Pull out each line of the data that includes the word "decode".
Segment Start: Material to process
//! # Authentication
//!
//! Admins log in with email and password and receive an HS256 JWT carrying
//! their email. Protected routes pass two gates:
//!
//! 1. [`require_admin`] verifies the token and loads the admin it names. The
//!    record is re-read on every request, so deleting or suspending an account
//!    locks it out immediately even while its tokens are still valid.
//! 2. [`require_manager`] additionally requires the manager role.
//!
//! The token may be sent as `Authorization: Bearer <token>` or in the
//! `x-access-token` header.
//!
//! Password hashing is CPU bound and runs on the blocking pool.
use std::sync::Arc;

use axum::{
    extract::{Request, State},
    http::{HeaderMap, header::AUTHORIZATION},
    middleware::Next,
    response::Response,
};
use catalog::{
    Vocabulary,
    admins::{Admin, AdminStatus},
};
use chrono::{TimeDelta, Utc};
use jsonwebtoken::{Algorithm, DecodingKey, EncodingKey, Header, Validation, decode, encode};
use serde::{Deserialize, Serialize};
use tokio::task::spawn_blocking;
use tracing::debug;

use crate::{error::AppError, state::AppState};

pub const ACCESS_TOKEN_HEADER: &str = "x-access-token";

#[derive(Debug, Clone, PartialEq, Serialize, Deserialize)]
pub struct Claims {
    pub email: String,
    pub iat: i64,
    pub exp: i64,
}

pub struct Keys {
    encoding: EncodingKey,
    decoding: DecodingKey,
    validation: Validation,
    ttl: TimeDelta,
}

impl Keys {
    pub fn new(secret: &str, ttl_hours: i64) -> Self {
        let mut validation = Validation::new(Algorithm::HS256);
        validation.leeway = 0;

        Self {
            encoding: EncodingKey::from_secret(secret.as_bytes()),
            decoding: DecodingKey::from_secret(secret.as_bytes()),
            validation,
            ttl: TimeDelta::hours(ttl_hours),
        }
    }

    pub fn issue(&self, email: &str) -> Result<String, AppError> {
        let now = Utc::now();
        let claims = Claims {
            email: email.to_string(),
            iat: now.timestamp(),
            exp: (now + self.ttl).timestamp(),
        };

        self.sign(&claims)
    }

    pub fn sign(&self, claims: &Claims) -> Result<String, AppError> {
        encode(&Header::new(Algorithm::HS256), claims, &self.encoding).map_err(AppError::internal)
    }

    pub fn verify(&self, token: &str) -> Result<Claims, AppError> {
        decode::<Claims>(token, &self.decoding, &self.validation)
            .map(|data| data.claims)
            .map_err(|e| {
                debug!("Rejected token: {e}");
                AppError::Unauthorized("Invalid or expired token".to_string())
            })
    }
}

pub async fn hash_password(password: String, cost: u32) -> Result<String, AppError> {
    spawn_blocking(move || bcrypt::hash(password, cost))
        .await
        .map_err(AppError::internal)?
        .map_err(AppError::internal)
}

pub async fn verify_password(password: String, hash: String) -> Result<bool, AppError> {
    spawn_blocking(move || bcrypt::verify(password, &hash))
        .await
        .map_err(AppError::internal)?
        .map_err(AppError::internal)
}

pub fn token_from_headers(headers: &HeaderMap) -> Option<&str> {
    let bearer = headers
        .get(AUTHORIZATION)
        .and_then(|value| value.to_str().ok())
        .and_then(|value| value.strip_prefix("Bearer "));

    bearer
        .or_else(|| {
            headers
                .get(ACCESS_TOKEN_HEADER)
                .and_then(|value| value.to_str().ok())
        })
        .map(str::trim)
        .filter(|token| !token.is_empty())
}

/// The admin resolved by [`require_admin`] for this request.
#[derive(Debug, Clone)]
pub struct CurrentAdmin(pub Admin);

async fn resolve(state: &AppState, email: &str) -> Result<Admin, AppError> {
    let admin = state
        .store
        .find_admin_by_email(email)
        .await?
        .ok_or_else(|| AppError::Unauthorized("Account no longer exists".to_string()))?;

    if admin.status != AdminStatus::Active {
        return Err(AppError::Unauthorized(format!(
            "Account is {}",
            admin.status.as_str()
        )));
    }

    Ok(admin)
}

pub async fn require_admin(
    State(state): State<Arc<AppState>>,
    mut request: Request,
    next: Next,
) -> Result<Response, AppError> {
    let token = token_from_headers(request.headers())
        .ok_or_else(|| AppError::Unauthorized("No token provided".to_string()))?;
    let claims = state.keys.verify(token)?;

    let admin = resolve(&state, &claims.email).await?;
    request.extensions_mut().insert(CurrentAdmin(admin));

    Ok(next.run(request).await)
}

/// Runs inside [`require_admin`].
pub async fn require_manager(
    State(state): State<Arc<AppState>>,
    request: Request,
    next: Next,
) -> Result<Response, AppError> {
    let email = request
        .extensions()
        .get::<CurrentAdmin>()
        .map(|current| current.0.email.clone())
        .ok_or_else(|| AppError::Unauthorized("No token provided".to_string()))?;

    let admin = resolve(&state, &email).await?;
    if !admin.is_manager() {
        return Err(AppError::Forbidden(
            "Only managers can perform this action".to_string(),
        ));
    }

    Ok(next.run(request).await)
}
Segment End: Material to process
_Answer space:_
use jsonwebtoken::{Algorithm, DecodingKey, EncodingKey, Header, Validation, decode, encode};
        decode::<Claims>(token, &self.decoding, &self.validation)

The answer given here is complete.